Segment Open
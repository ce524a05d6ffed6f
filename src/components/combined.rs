//! Combined 指标分析：三个子指标的用户变化列表

use leptos::prelude::*;
use leptos::task::spawn_local;

use crate::api::leaderboard::CombinedChangeQuery;
use crate::api::use_api;
use crate::country::country_name;
use crate::types::common::PaginatedResponse;
use crate::types::leaderboard::CombinedUserChange;

fn fmt_metric(value: Option<f64>) -> String {
    value
        .map(|v| format!("{:+.3}", v))
        .unwrap_or_else(|| "-".to_string())
}

#[component]
pub fn CombinedPage() -> impl IntoView {
    let api = use_api();

    let (page, set_page) = signal(1u32);
    let (changes, set_changes) = signal(Option::<PaginatedResponse<CombinedUserChange>>::None);
    let (error_msg, set_error_msg) = signal(Option::<String>::None);

    Effect::new({
        let api = api.clone();
        move |_| {
            let query = CombinedChangeQuery {
                page: page.get(),
                ..Default::default()
            };
            let api = api.clone();
            spawn_local(async move {
                match api.get_combined_user_changes(&query).await {
                    Ok(data) => {
                        set_error_msg.set(None);
                        set_changes.set(Some(data));
                    }
                    Err(e) => set_error_msg.set(Some(format!("加载 combined 数据失败: {}", e))),
                }
            });
        }
    });

    let total_pages = move || changes.get().map(|c| c.total_pages).unwrap_or(1);

    view! {
        <div class="max-w-6xl mx-auto px-4 space-y-4">
            <Show when=move || error_msg.get().is_some()>
                <div role="alert" class="alert alert-error">
                    <span>{move || error_msg.get().unwrap_or_default()}</span>
                </div>
            </Show>

            <div class="card bg-base-100 shadow">
                <div class="card-body">
                    <h2 class="card-title">"Combined 指标用户变化"</h2>
                    <table class="table table-zebra table-sm">
                        <thead>
                            <tr>
                                <th>"排名"</th>
                                <th>"用户"</th>
                                <th>"国家/地区"</th>
                                <th>"Alpha 变化"</th>
                                <th>"Power Pool 变化"</th>
                                <th>"Selected 变化"</th>
                            </tr>
                        </thead>
                        <tbody>
                            {move || {
                                changes
                                    .get()
                                    .map(|c| c.data)
                                    .unwrap_or_default()
                                    .into_iter()
                                    .map(|row| {
                                        view! {
                                            <tr>
                                                <td>{row.rank}</td>
                                                <td>{row.user.clone()}</td>
                                                <td>{country_name(row.country.as_deref())}</td>
                                                <td>{fmt_metric(row.alpha_change)}</td>
                                                <td>{fmt_metric(row.power_pool_change)}</td>
                                                <td>{fmt_metric(row.selected_change)}</td>
                                            </tr>
                                        }
                                    })
                                    .collect_view()
                            }}
                        </tbody>
                    </table>

                    <div class="join justify-center mt-2">
                        <button
                            class="join-item btn btn-sm"
                            disabled=move || page.get() <= 1
                            on:click=move |_| set_page.update(|p| *p = p.saturating_sub(1).max(1))
                        >
                            "上一页"
                        </button>
                        <span class="join-item btn btn-sm btn-disabled">
                            {move || format!("{} / {}", page.get(), total_pages())}
                        </span>
                        <button
                            class="join-item btn btn-sm"
                            disabled=move || page.get() >= total_pages()
                            on:click=move |_| set_page.update(|p| *p += 1)
                        >
                            "下一页"
                        </button>
                    </div>
                </div>
            </div>
        </div>
    }
}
Segment Closed
> TASK
The first line of the listing above through the line containing "pub fn CombinedPage()": print exactly that, both ends included.

> FINAL ANSWER
repository ce524a05d6ffed6f
filename src/components/combined.rs
//! Combined 指标分析：三个子指标的用户变化列表

use leptos::prelude::*;
use leptos::task::spawn_local;

use crate::api::leaderboard::CombinedChangeQuery;
use crate::api::use_api;
use crate::country::country_name;
use crate::types::common::PaginatedResponse;
use crate::types::leaderboard::CombinedUserChange;

fn fmt_metric(value: Option<f64>) -> String {
    value
        .map(|v| format!("{:+.3}", v))
        .unwrap_or_else(|| "-".to_string())
}

#[component]
pub fn CombinedPage() -> impl IntoView {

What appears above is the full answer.